Tiga puluh detik yang berarti, Rafael mengangkt senjatanya. Membidikkan ke arah pintu keluar. Beberapa pengawal berjaga di sekitar pintu. Sopi telah bersiap membuka pintu mobil. Pengasuhnya juga telah menanti pada pintu keluar.
"Maaf, Nak! Jangan salahkan aku, salahkan takdirmu." Rafael membidik targetnya yang baru saja kelur dari gedung. Anak lelaki berusia 10 tahun. Tampan dan punya wajah berseri-seri.
Shoot!!
Sebuah tembakan yang teredam oleh alat peredam langsung melesat dengan kecepatan super. Melesat tanpa halangan. Menuju tepat di tengah kepala bocah itu. Rafael melucuti senjatanya. Lalu bergegas meninggalkan tempat itu. Tepat tiga puluh detik.

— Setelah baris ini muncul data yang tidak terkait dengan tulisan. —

use base64::Engine as _;
use reqwest::Client;
use serde::{Deserialize, Serialize};
use tracing::{debug, warn};

use crate::consult::{medical_prompt, ConsultationMode, Language};
use crate::error::{DeskError, DeskResult};

const DEFAULT_BASE_URL: &str = "https://generativelanguage.googleapis.com";

#[derive(Serialize)]
struct InlineData {
    mime_type: String,
    data: String,
}

#[derive(Serialize)]
#[serde(untagged)]
enum RequestPart {
    Media { inline_data: InlineData },
    Text { text: String },
}

#[derive(Serialize)]
struct RequestContent {
    role: &'static str,
    parts: Vec<RequestPart>,
}

#[derive(Serialize)]
struct GenerateRequest {
    contents: Vec<RequestContent>,
}

#[derive(Deserialize, Default)]
struct ResponsePart {
    #[serde(default)]
    text: Option<String>,
}

#[derive(Deserialize, Default)]
struct ResponseContent {
    #[serde(default)]
    parts: Vec<ResponsePart>,
}

#[derive(Deserialize)]
#[serde(rename_all = "camelCase")]
struct Candidate {
    #[serde(default)]
    content: Option<ResponseContent>,
    #[serde(default)]
    finish_reason: Option<String>,
}

#[derive(Deserialize)]
#[serde(rename_all = "camelCase")]
struct PromptFeedback {
    #[serde(default)]
    block_reason: Option<String>,
}

#[derive(Deserialize)]
#[serde(rename_all = "camelCase")]
struct GenerateResponse {
    #[serde(default)]
    candidates: Vec<Candidate>,
    #[serde(default)]
    prompt_feedback: Option<PromptFeedback>,
}

impl GenerateResponse {
    /// Text parts of the first candidate, joined.
    fn into_text(self) -> DeskResult<String> {
        let block_reason = self
            .prompt_feedback
            .and_then(|f| f.block_reason);

        let Some(candidate) = self.candidates.into_iter().next() else {
            return Err(DeskError::Api {
                status: 200,
                body: match block_reason {
                    Some(reason) => format!("prompt blocked: {}", reason),
                    None => "response contained no candidates".to_string(),
                },
            });
        };

        let text: String = candidate
            .content
            .unwrap_or_default()
            .parts
            .into_iter()
            .filter_map(|p| p.text)
            .collect();

        if text.trim().is_empty() {
            return Err(DeskError::Api {
                status: 200,
                body: format!(
                    "empty response (finish reason: {})",
                    candidate.finish_reason.unwrap_or_else(|| "unknown".to_string())
                ),
            });
        }
        Ok(text)
    }
}

#[derive(Clone)]
pub struct GeminiClient {
    client: Client,
    api_key: String,
    base_url: String,
}

impl GeminiClient {
    pub fn new(api_key: &str) -> Self {
        Self::with_base_url(api_key, DEFAULT_BASE_URL)
    }

    pub fn with_base_url(api_key: &str, base_url: &str) -> Self {
        Self {
            client: Client::new(),
            api_key: api_key.to_string(),
            base_url: base_url.trim_end_matches('/').to_string(),
        }
    }

    /// Client for a mock server on loopback; ignores any proxy set in the environment.
    #[cfg(test)]
    pub(crate) fn for_local_server(api_key: &str, base_url: &str) -> Self {
        Self {
            client: Client::builder().no_proxy().build().unwrap(),
            ..Self::with_base_url(api_key, base_url)
        }
    }

    pub async fn generate(&self, model: &str, prompt: &str) -> DeskResult<String> {
        self.send(model, vec![RequestPart::Text { text: prompt.to_string() }])
            .await
    }

    /// Send a media attachment (audio or image) ahead of the text prompt.
    pub async fn generate_with_media(
        &self,
        model: &str,
        prompt: &str,
        mime_type: &str,
        bytes: &[u8],
    ) -> DeskResult<String> {
        debug!("Attaching {} bytes of {}", bytes.len(), mime_type);
        let parts = vec![
            RequestPart::Media {
                inline_data: InlineData {
                    mime_type: mime_type.to_string(),
                    data: base64::engine::general_purpose::STANDARD.encode(bytes),
                },
            },
            RequestPart::Text { text: prompt.to_string() },
        ];
        self.send(model, parts).await
    }

    /// Transcribe speech. An empty string means nothing intelligible was heard.
    pub async fn transcribe(
        &self,
        model: &str,
        audio: &[u8],
        mime_type: &str,
        language: Language,
    ) -> DeskResult<String> {
        let prompt = format!(
            "Transcribe this audio exactly as spoken in {}. Return only the transcription, nothing else. \
             If no speech can be understood, return an empty response.",
            language.display_name()
        );
        match self.generate_with_media(model, &prompt, mime_type, audio).await {
            Ok(text) => Ok(text.trim().to_string()),
            Err(DeskError::Api { status: 200, .. }) => Ok(String::new()),
            Err(e) => Err(e),
        }
    }

    /// Ask a medical-information question. Failures are folded into the returned text.
    pub async fn medical_answer(
        &self,
        model: &str,
        mode: ConsultationMode,
        language: Language,
        question: &str,
    ) -> String {
        let prompt = medical_prompt(mode, language, question);
        match self.generate(model, &prompt).await {
            Ok(text) => text,
            Err(e) => {
                warn!("Gemini request failed: {}", e);
                fallback_answer(&e)
            }
        }
    }

    async fn send(&self, model: &str, parts: Vec<RequestPart>) -> DeskResult<String> {
        if self.api_key.trim().is_empty() {
            return Err(DeskError::NotConfigured(
                "set GOOGLE_API_KEY or press 'K' to enter a Gemini API key".to_string(),
            ));
        }

        let url = format!("{}/v1beta/models/{}:generateContent", self.base_url, model);
        let request = GenerateRequest {
            contents: vec![RequestContent { role: "user", parts }],
        };

        let response = self
            .client
            .post(&url)
            .header("x-goog-api-key", &self.api_key)
            .header("content-type", "application/json")
            .json(&request)
            .send()
            .await?;

        if !response.status().is_success() {
            let status = response.status().as_u16();
            let body = response.text().await.unwrap_or_default();
            return Err(DeskError::Api { status, body });
        }

        let parsed: GenerateResponse = response.json().await?;
        parsed.into_text()
    }

    pub fn list_models() -> Vec<String> {
        vec![
            "gemini-2.5-pro".to_string(),
            "gemini-2.5-flash".to_string(),
            "gemini-2.5-flash-lite".to_string(),
            "gemini-2.0-flash".to_string(),
        ]
    }
}

pub fn fallback_answer(err: &DeskError) -> String {
    format!(
        "(Gemini error: {})\nI couldn't fetch an AI response. Check API key/network.",
        err
    )
}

Rafael keluar dengan tenang. Berjalan di tengah kericuhan yang terjadi di depan mall karena seorang anak kecil baru saja meninggal dunia, terbunuh dengan peluru bersarang pada kepalanya.
Jerit pilu tangisan kehilangan langsung menggema memenuhi indra pendengaran Rafael. Rafael terus berjalan tanpa peduli. Wajah tampannya terlihat datar. Hatinya bahkan tak bergeming dengan semua kesedihan itu.
Namun langkahnya terhenti saat teringat pada Istrinya Jasmine. Apa yang akan Jasmine lakukan saat mengetahui kenyataan bahwa suaminya adalah seorang pembunuh bayaran?
Apa yang akan Jasmine rasakan?
Apa Jasmine juga akan menangis sehisteris itu?
Atau bahkan memandangnya dengan jijik dan hina?
Akankah Jasmine meninggalkannya?
Tiba-tiba saja ketakutan mulai merengkuh hati Rafael.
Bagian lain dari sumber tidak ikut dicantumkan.